Ведь с бомбардировщиками в ВВС КА складывалась та же картина, что и с истребителями. Массовые машины смешанной конструкции с бензомоторами составляли основу, которая подкреплялась более дорогими самолётами. С появлением новейшего ТБ-7, из которого впоследствии, урезав дальность, можно было бы получить что-то подобное Ту-2, с трудом освоенное серийное производство СБ в Москве решили не ломать, а выпускать "семёрку" в Воронеже, подвинув авиаконструктора Калинина с его уже устаревшими гигантами. В то же время, новейшие тяжёлые пикировщики постепенно должны были забрать весь запас дизелей Микулина, оставив СБ только в сухопутном варианте, с бензомоторами М-100. Флот это нисколько не смущало, ведь это был не отказ от СБ-М, а переход на новый уровень. Оснащение базовой авиации машинами, которые могли нести на короткую дистанцию (впрочем, позволявшую перекрыть из Крыма всё Чёрное море) и сбросить в пикировании сверхтяжёлые бомбы до трёх тонн или сразу две торпеды, было морякам только на руку.

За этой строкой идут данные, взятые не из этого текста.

//! Single-pass streaming reduction of records into a [`LogSummary`].

use rayon::prelude::*;
use std::time::Instant;
use thiserror::Error;

use super::{ChannelStats, LogSummary};
use crate::parsers::{Bag, LogOpenError, LogReader, ReadError, Record};

/// Emit a progress line every this many records
const PROGRESS_INTERVAL: u64 = 100_000;

/// Errors that abort a scan
#[derive(Debug, Error)]
pub enum ScanError {
    #[error(transparent)]
    Open(#[from] LogOpenError),

    #[error(transparent)]
    Read(#[from] ReadError),
}

/// Accumulates per-channel totals over an ordered record stream
#[derive(Debug, Default)]
pub struct Aggregator {
    summary: LogSummary,
}

impl Aggregator {
    pub fn new() -> Self {
        Self::default()
    }

    pub fn ingest(&mut self, record: &Record) {
        let size = record.size();
        let summary = &mut self.summary;

        match summary.channels.get_mut(record.channel.as_str()) {
            Some(stats) => stats.add(size),
            None => {
                let mut stats = ChannelStats::new(record.channel.as_str());
                stats.add(size);
                summary.channels.insert(record.channel.clone(), stats);
            }
        }

        if summary.message_count == 0 {
            summary.start_time = record.timestamp;
        }
        summary.end_time = record.timestamp;
        summary.total_bytes += size;
        summary.message_count += 1;
    }

    pub fn records_seen(&self) -> u64 {
        self.summary.message_count
    }

    /// Copy of the totals so far.
    ///
    /// Partial until the input is exhausted: `end_time` is the latest record
    /// seen, not the end of the log.
    pub fn snapshot(&self) -> LogSummary {
        self.summary.clone()
    }

    pub fn finalize(self) -> LogSummary {
        self.summary
    }
}

/// Drain `reader` into a finalized summary
pub fn scan<R: LogReader + ?Sized>(reader: &mut R) -> Result<LogSummary, ReadError> {
    let mut aggregator = Aggregator::new();

    while reader.has_next() {
        let record = reader.read_next()?;
        aggregator.ingest(&record);

        if aggregator.records_seen() % PROGRESS_INTERVAL == 0 {
            tracing::debug!(
                "Scanned {} records, {} bytes so far",
                aggregator.records_seen(),
                aggregator.summary.total_bytes
            );
        }
    }

    Ok(aggregator.finalize())
}

/// Scan every storage file of a bag.
///
/// Split bags are scanned one file per task and merged back in recording
/// order, so the first and last timestamps still follow file order.
pub fn scan_bag(bag: &Bag) -> Result<LogSummary, ScanError> {
    if bag.files().len() <= 1 {
        let mut reader = bag.reader()?;
        return Ok(scan(&mut reader)?);
    }

    let summaries = bag
        .files()
        .par_iter()
        .map(|file| -> Result<LogSummary, ScanError> {
            let mut reader = file.reader()?;
            let summary = scan(&mut reader)?;
            tracing::debug!(
                "Scanned {}: {} records",
                file.path().display(),
                summary.message_count
            );
            Ok(summary)
        })
        .collect::<Result<Vec<_>, _>>()?;

    Ok(summaries
        .into_iter()
        .fold(LogSummary::default(), LogSummary::merge))
}

/// Run [`scan_bag`] and log how long it took
pub fn timed_scan(bag: &Bag) -> Result<LogSummary, ScanError> {
    let start = Instant::now();
    let summary = scan_bag(bag)?;
    tracing::info!(
        "Scanned {} records on {} channels in {} ms",
        summary.message_count,
        summary.channels.len(),
        start.elapsed().as_millis()
    );
    Ok(summary)
}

Перевооружение новейшими одномоторными ударными самолётами, которые должны были прийти на замену окончательно устаревшим Р-5, должно было проходить в той же логике, но здесь были свои нюансы. Конкурс "Иванов" был объявлен, но в нём сразу запрашивался не один универсальный самолёт, а несколько специализированных, поскольку было сразу понятно, что унифицировать столь разные машины невозможно. Поэтому и победителей было несколько. Так, например, "Иванов" Сухого, с дизелем Чаромского и цельнометаллической конструкцией, запускался в серию на заводе N156 как палубный пикировщик, а цельнодеревянный "Иванов" Немана с М-62, который теоретически могла выпускать даже мебельная фабрика, был фаворитом в качестве сухопутного пикировщика. Требования к штурмовику, выработанные на основе испанского опыта применения Р-5, включали в себя бронирование и мощное стрелковое вооружение, в том числе, для поражения бронетехники, поэтому работы по нему, стартовавшие на основе АМ-37, с появлением АМ-38, пришлось начинать заново. А вот с разведчиком-корректировщиком вопрос в 37-м году решился за пару месяцев. Операция "Кукушка", в ходе которой пришлось добыть снимки объектов на японской территории, заставила взглянуть на технику по-иному. Стало совершенно ясно, что фотограф и наблюдатель — две совершенно разных специальности. Поэтому для выполнения первой задачи стали приспосабливать СБ, а корректировщик, получивший за свой внешний вид название "Стрекоза", Яковлев построил за пару месяцев, переработав конструкцию старого доброго АИР-5. Новый разведчик, построенный по схеме "парасоль", нёс вместо одного АЧ-130 в носу два мотора АЧ-100-2 по 175 лошадиных сил в передней кромке крыла, зато экипаж из трёх человек, получил замечательный обзор из полностью остеклённой со всех сторон кабины. К тому же, отличные взлётно-посадочные характеристики машины позволяли базироваться ближе к обслуживаемой артиллерии.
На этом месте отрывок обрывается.